Given data
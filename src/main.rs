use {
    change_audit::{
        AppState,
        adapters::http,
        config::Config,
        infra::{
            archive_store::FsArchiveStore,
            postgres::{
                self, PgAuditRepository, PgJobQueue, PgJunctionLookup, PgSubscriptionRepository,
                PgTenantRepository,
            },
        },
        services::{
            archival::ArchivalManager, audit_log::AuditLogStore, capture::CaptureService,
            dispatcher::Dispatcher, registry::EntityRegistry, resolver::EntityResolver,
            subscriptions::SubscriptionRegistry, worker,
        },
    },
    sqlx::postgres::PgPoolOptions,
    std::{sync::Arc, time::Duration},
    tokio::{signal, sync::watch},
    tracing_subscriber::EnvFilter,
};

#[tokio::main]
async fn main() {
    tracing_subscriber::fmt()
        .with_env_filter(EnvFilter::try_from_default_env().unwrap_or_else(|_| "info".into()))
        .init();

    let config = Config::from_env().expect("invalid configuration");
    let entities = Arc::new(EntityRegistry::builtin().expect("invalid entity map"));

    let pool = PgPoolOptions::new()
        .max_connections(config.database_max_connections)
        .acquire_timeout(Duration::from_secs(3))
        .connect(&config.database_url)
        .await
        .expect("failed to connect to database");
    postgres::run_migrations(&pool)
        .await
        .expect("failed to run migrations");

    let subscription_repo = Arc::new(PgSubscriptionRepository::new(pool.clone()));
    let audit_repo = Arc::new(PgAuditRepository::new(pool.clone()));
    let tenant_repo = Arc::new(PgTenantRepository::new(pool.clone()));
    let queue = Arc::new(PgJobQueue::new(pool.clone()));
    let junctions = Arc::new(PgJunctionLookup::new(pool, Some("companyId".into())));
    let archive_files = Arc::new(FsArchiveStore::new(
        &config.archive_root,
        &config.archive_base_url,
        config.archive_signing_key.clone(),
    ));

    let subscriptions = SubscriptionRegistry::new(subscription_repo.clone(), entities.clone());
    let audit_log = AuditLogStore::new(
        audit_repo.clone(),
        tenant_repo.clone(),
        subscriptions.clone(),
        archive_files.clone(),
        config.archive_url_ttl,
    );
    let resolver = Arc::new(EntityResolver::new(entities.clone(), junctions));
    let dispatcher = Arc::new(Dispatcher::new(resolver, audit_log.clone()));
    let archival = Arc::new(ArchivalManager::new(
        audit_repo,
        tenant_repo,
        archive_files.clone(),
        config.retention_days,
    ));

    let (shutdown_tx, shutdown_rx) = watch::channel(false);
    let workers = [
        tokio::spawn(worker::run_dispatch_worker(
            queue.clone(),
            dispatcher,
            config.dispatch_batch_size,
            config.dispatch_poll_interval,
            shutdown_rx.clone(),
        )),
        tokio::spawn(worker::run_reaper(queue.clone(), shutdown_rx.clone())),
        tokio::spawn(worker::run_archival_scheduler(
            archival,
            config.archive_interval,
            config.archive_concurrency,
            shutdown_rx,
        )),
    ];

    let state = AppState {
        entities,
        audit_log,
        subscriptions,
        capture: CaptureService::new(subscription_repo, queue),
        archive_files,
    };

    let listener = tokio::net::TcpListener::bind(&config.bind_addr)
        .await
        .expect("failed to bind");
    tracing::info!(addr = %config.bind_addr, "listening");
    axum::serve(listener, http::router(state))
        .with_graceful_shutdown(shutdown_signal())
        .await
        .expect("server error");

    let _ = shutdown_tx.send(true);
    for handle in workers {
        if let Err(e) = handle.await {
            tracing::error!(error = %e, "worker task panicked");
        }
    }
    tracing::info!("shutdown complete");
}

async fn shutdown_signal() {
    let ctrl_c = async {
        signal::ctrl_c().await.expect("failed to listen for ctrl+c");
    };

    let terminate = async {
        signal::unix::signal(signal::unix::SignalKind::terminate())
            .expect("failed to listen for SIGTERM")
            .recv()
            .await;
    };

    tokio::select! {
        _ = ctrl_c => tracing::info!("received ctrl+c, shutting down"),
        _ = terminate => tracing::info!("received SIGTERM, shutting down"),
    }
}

Exercise
Give back each entry exactly as it was written.

Result below
filename src/main.rs
use {
    change_audit::{
        AppState,
        adapters::http,
        config::Config,
        infra::{
            archive_store::FsArchiveStore,
            postgres::{
                self, PgAuditRepository, PgJobQueue, PgJunctionLookup, PgSubscriptionRepository,
                PgTenantRepository,
            },
        },
        services::{
            archival::ArchivalManager, audit_log::AuditLogStore, capture::CaptureService,
            dispatcher::Dispatcher, registry::EntityRegistry, resolver::EntityResolver,
            subscriptions::SubscriptionRegistry, worker,
        },
    },
    sqlx::postgres::PgPoolOptions,
    std::{sync::Arc, time::Duration},
    tokio::{signal, sync::watch},
    tracing_subscriber::EnvFilter,
};

#[tokio::main]
async fn main() {
    tracing_subscriber::fmt()
        .with_env_filter(EnvFilter::try_from_default_env().unwrap_or_else(|_| "info".into()))
        .init();

    let config = Config::from_env().expect("invalid configuration");
    let entities = Arc::new(EntityRegistry::builtin().expect("invalid entity map"));

    let pool = PgPoolOptions::new()
        .max_connections(config.database_max_connections)
        .acquire_timeout(Duration::from_secs(3))
        .connect(&config.database_url)
        .await
        .expect("failed to connect to database");
    postgres::run_migrations(&pool)
        .await
        .expect("failed to run migrations");

    let subscription_repo = Arc::new(PgSubscriptionRepository::new(pool.clone()));
    let audit_repo = Arc::new(PgAuditRepository::new(pool.clone()));
    let tenant_repo = Arc::new(PgTenantRepository::new(pool.clone()));
    let queue = Arc::new(PgJobQueue::new(pool.clone()));
    let junctions = Arc::new(PgJunctionLookup::new(pool, Some("companyId".into())));
    let archive_files = Arc::new(FsArchiveStore::new(
        &config.archive_root,
        &config.archive_base_url,
        config.archive_signing_key.clone(),
    ));

    let subscriptions = SubscriptionRegistry::new(subscription_repo.clone(), entities.clone());
    let audit_log = AuditLogStore::new(
        audit_repo.clone(),
        tenant_repo.clone(),
        subscriptions.clone(),
        archive_files.clone(),
        config.archive_url_ttl,
    );
    let resolver = Arc::new(EntityResolver::new(entities.clone(), junctions));
    let dispatcher = Arc::new(Dispatcher::new(resolver, audit_log.clone()));
    let archival = Arc::new(ArchivalManager::new(
        audit_repo,
        tenant_repo,
        archive_files.clone(),
        config.retention_days,
    ));

    let (shutdown_tx, shutdown_rx) = watch::channel(false);
    let workers = [
        tokio::spawn(worker::run_dispatch_worker(
            queue.clone(),
            dispatcher,
            config.dispatch_batch_size,
            config.dispatch_poll_interval,
            shutdown_rx.clone(),
        )),
        tokio::spawn(worker::run_reaper(queue.clone(), shutdown_rx.clone())),
        tokio::spawn(worker::run_archival_scheduler(
            archival,
            config.archive_interval,
            config.archive_concurrency,
            shutdown_rx,
        )),
    ];

    let state = AppState {
        entities,
        audit_log,
        subscriptions,
        capture: CaptureService::new(subscription_repo, queue),
        archive_files,
    };

    let listener = tokio::net::TcpListener::bind(&config.bind_addr)
        .await
        .expect("failed to bind");
    tracing::info!(addr = %config.bind_addr, "listening");
    axum::serve(listener, http::router(state))
        .with_graceful_shutdown(shutdown_signal())
        .await
        .expect("server error");

    let _ = shutdown_tx.send(true);
    for handle in workers {
        if let Err(e) = handle.await {
            tracing::error!(error = %e, "worker task panicked");
        }
    }
    tracing::info!("shutdown complete");
}

async fn shutdown_signal() {
    let ctrl_c = async {
        signal::ctrl_c().await.expect("failed to listen for ctrl+c");
    };

    let terminate = async {
        signal::unix::signal(signal::unix::SignalKind::terminate())
            .expect("failed to listen for SIGTERM")
            .recv()
            .await;
    };

    tokio::select! {
        _ = ctrl_c => tracing::info!("received ctrl+c, shutting down"),
        _ = terminate => tracing::info!("received SIGTERM, shutting down"),
    }
}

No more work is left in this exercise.